Credit bureaus, also called credit reporting agencies, are companies that collect and maintain consumer credit information then resell it to other businesses in the form of a credit report.
There are many credit bureaus in the United States, but most people are familiar with the big three: Equifax, Experian, and TransUnion. These bureaus are all publicly-traded, for-profit companies who are not owned by the government.
The government does, however, have legislation, the Fair Credit Reporting Act, regarding how these and other credit bureaus should operate.
Credit bureaus have business relationships with many banks, credit card issuers, and other businesses that you may have an account with. Because of this connection, your account history will appear on one or all three of your credit reports with these bureaus.
You have a right to view your credit report and you can order a free credit report from each of the three major credit bureaus each year through AnnualCreditReport.com. You can also purchase a credit report directly from any of the credit bureaus at any time. Two of the credit bureaus, Equifax and Experian, offer 3-bureau credit reports which include all three major credit reports in a single document.
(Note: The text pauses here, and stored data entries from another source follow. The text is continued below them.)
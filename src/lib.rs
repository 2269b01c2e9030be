//! # OptWatch
//!
//! Typed, hot-reloading options resolution with a staged validation
//! pipeline.
//!
//! A [`ConfigurationSource`] serves raw string values under dotted key paths
//! and fires a [`ChangeToken`] when the underlying data mutates. An
//! [`OptionsPipeline`] turns that raw data into a strongly-typed value in
//! three fixed stages (Configure, Validate, PostConfigure), and an
//! [`OptionsMonitor`] keeps the pipeline's output current: it re-resolves on
//! every change, publishes only values that passed validation, and keeps
//! serving the last good value when an update is rejected.
//!
//! ## Quick Start
//!
//! ```rust
//! use optwatch::{
//!     ConfigurationSource, MemorySource, OptionsMonitor, OptionsPipeline, ValidationOutcome,
//! };
//! use std::sync::Arc;
//!
//! #[derive(Debug, Default)]
//! struct MetricsOptions {
//!     application_version: String,
//!     host_name: String,
//! }
//!
//! fn main() -> optwatch::Result<()> {
//!     let source = Arc::new(MemorySource::new());
//!     source.set("ApplicationVersion", "2.0");
//!     source.set("Metrics.HostName", "host-a");
//!
//!     let reader = Arc::clone(&source);
//!     let pipeline = OptionsPipeline::new()
//!         .configure(move |options: &mut MetricsOptions| {
//!             options.application_version =
//!                 reader.get("ApplicationVersion").unwrap_or_default();
//!             options.host_name = reader.get("Metrics.HostName").unwrap_or_default();
//!         })
//!         .validate(|_, options| {
//!             if options.application_version == "1.1" {
//!                 ValidationOutcome::failure("Application version 1.1 is not allowed")
//!             } else {
//!                 ValidationOutcome::Success
//!             }
//!         });
//!
//!     let monitor = OptionsMonitor::new(source.clone(), pipeline)?;
//!     assert_eq!(monitor.current().host_name, "host-a");
//!
//!     // Accepted updates swap the published value...
//!     source.set("Metrics.HostName", "host-b");
//!     assert_eq!(monitor.current().host_name, "host-b");
//!
//!     // ...rejected ones leave it untouched.
//!     source.set("ApplicationVersion", "1.1");
//!     assert_eq!(monitor.current().application_version, "2.0");
//!     Ok(())
//! }
//! ```
//!
//! ## Architecture
//!
//! - [`source`]: configuration sources and change tokens, including the
//!   in-memory [`MemorySource`] and the file-backed, watchable [`FileSource`]
//! - [`options`]: the staged pipeline and the monitor
//! - [`error`]: error types and result handling
//! - [`prelude`]: common imports for convenient usage
//!
//! Everything is wired by explicit construction: build a source, assemble a
//! pipeline from stage closures or trait implementations, hand both to
//! [`OptionsMonitor::new`].

#![deny(unsafe_code)]
#![warn(missing_docs)]
#![warn(clippy::all)]

pub mod error;
pub mod options;
pub mod prelude;
pub mod source;

pub use crate::{
    error::{Error, Result},
    options::{
        ChangeSubscription, ConfigureOptions, CycleStats, DeriveValidator, OptionsMonitor,
        OptionsPipeline, PostConfigureOptions, ValidateOptions, ValidationOutcome, DEFAULT_NAME,
    },
    source::{ChangeToken, ConfigurationSource, FileSource, MemorySource},
};
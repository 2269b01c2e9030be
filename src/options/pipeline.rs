//! The staged options pipeline: Configure → Validate → PostConfigure.
//!
//! A pipeline turns raw configuration into a typed value in three fixed
//! stages, run synchronously once per resolution cycle:
//!
//! 1. **Configure** stages populate a freshly default-constructed value, in
//!    registration order, each seeing the previous stage's mutations.
//!    Configure cannot fail; an absent key simply leaves a field at its
//!    default.
//! 2. **Validate** stages are all evaluated against the fully-configured
//!    value. The cycle fails if any reports a failure; the first failure
//!    reason in registration order is surfaced.
//! 3. **PostConfigure** stages run only after validation succeeded, for
//!    cross-cutting adjustments that must see a validated value.
//!
//! Stages capture their own collaborators (typically an
//! `Arc<dyn ConfigurationSource>` for Configure), so a pipeline is wired by
//! plain construction, no registry involved.

use crate::error::{Error, Result};

/// Reserved name for unnamed pipelines.
pub const DEFAULT_NAME: &str = "";

/// Result of a single validator: success, or a failure with a reason.
///
/// A failure is a normal pipeline outcome, not a panic; the monitor reacts
/// by keeping the previously published value.
#[derive(Debug, Clone, PartialEq, Eq)]
pub enum ValidationOutcome {
    /// The configured value is acceptable.
    Success,
    /// The configured value was rejected for the given reason.
    Failure(String),
}

impl ValidationOutcome {
    /// Build a failure outcome from any reason text.
    pub fn failure(reason: impl Into<String>) -> Self {
        Self::Failure(reason.into())
    }

    /// Whether this outcome is a success.
    pub fn is_success(&self) -> bool {
        matches!(self, Self::Success)
    }

    /// Whether this outcome is a failure.
    pub fn is_failure(&self) -> bool {
        !self.is_success()
    }
}

/// A Configure stage: populates a freshly constructed options value.
pub trait ConfigureOptions<T>: Send + Sync {
    /// Mutate the options value in place. Must not fail; problems surface
    /// at the Validate stage.
    fn configure(&self, options: &mut T);
}

/// A Validate stage: a deterministic, side-effect-free predicate over the
/// fully-configured value.
pub trait ValidateOptions<T>: Send + Sync {
    /// Judge the configured value. `name` is the pipeline's name,
    /// [`DEFAULT_NAME`] for unnamed pipelines.
    fn validate(&self, name: &str, options: &T) -> ValidationOutcome;
}

/// A PostConfigure stage: runs after validation succeeded.
pub trait PostConfigureOptions<T>: Send + Sync {
    /// Apply a cross-cutting adjustment to a validated value.
    fn post_configure(&self, name: &str, options: &mut T);
}

struct ConfigureFn<F>(F);

impl<T, F> ConfigureOptions<T> for ConfigureFn<F>
where
    F: Fn(&mut T) + Send + Sync,
{
    fn configure(&self, options: &mut T) {
        (self.0)(options);
    }
}

struct ValidateFn<F>(F);

impl<T, F> ValidateOptions<T> for ValidateFn<F>
where
    F: Fn(&str, &T) -> ValidationOutcome + Send + Sync,
{
    fn validate(&self, name: &str, options: &T) -> ValidationOutcome {
        (self.0)(name, options)
    }
}

struct PostConfigureFn<F>(F);

impl<T, F> PostConfigureOptions<T> for PostConfigureFn<F>
where
    F: Fn(&str, &mut T) + Send + Sync,
{
    fn post_configure(&self, name: &str, options: &mut T) {
        (self.0)(name, options);
    }
}

/// An ordered set of Configure/Validate/PostConfigure stages for one typed
/// options shape.
pub struct OptionsPipeline<T> {
    name: String,
    configure: Vec<Box<dyn ConfigureOptions<T>>>,
    validate: Vec<Box<dyn ValidateOptions<T>>>,
    post_configure: Vec<Box<dyn PostConfigureOptions<T>>>,
}

impl<T> OptionsPipeline<T> {
    /// Create an unnamed pipeline (name is [`DEFAULT_NAME`]).
    pub fn new() -> Self {
        Self::named(DEFAULT_NAME)
    }

    /// Create a named pipeline. The name distinguishes multiple
    /// configurations of the same options shape and is passed to Validate
    /// and PostConfigure stages.
    pub fn named(name: impl Into<String>) -> Self {
        Self {
            name: name.into(),
            configure: Vec::new(),
            validate: Vec::new(),
            post_configure: Vec::new(),
        }
    }

    /// This pipeline's name.
    pub fn name(&self) -> &str {
        &self.name
    }

    /// Register a Configure closure.
    pub fn configure<F>(self, stage: F) -> Self
    where
        F: Fn(&mut T) + Send + Sync + 'static,
    {
        self.configure_with(ConfigureFn(stage))
    }

    /// Register a Configure stage implementation.
    pub fn configure_with(mut self, stage: impl ConfigureOptions<T> + 'static) -> Self {
        self.configure.push(Box::new(stage));
        self
    }

    /// Register a Validate closure.
    pub fn validate<F>(self, stage: F) -> Self
    where
        F: Fn(&str, &T) -> ValidationOutcome + Send + Sync + 'static,
    {
        self.validate_with(ValidateFn(stage))
    }

    /// Register a Validate stage implementation.
    pub fn validate_with(mut self, stage: impl ValidateOptions<T> + 'static) -> Self {
        self.validate.push(Box::new(stage));
        self
    }

    /// Register a PostConfigure closure.
    pub fn post_configure<F>(self, stage: F) -> Self
    where
        F: Fn(&str, &mut T) + Send + Sync + 'static,
    {
        self.post_configure_with(PostConfigureFn(stage))
    }

    /// Register a PostConfigure stage implementation.
    pub fn post_configure_with(mut self, stage: impl PostConfigureOptions<T> + 'static) -> Self {
        self.post_configure.push(Box::new(stage));
        self
    }
}

impl<T: Default> OptionsPipeline<T> {
    /// Run one resolution cycle: build a fresh value, configure, validate,
    /// post-configure.
    ///
    /// Every validator runs even after a failure has been seen, but the
    /// first failure in registration order decides the reported reason.
    /// PostConfigure stages are skipped entirely when validation failed.
    pub fn resolve(&self) -> Result<T> {
        let mut options = T::default();

        for stage in &self.configure {
            stage.configure(&mut options);
        }

        let mut failure: Option<String> = None;
        for stage in &self.validate {
            if let ValidationOutcome::Failure(reason) = stage.validate(&self.name, &options) {
                if failure.is_none() {
                    failure = Some(reason);
                }
            }
        }
        if let Some(reason) = failure {
            return Err(Error::Validation {
                name: self.name.clone(),
                reason,
            });
        }

        for stage in &self.post_configure {
            stage.post_configure(&self.name, &mut options);
        }

        Ok(options)
    }
}

impl<T> Default for OptionsPipeline<T> {
    fn default() -> Self {
        Self::new()
    }
}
You may also need to contact a credit bureau directly to dispute inaccurate information in your credit report, purchase a credit score, or to place a fraud alert or security freeze on your credit report.
Otherwise, you generally wouldn’t interact with a credit bureau, even though they play a major role in your financial life.
Do and Don’t Do
The major credit bureaus receive credit-related information from companies that you do business with. They may also pull relevant public records, like tax lien or bankruptcy, and include that information in your credit report.
The major credit bureaus sell your credit information to businesses who have a legally valid need for viewing your credit information. Your information is also sold to companies who may prescreen you for their products and services. For example, a company who you’ve applied for credit with would have a valid need for looking at your credit report.
The major credit bureaus only provide the information or other analytical tools to help businesses make decisions about which customers to accept and the price they should charge. The bureaus themselves do not make the decision.
These three credit bureaus, like all other credit bureaus, are separate entities and operate independently of each other. They generally do not share your account information with each other.
Your creditors may report to all three of the major credit bureaus or just one of them.
Because of that, the information in your credit file may be different between the three credit bureaus.
When potential creditors and lenders check your credit, they may only pull one bureau’s credit report, rather than viewing all three. (It’s often less expensive for businesses to check just one credit report.)
Because your credit reports may be different from each other, it’s important that you review your reports from all three bureaus.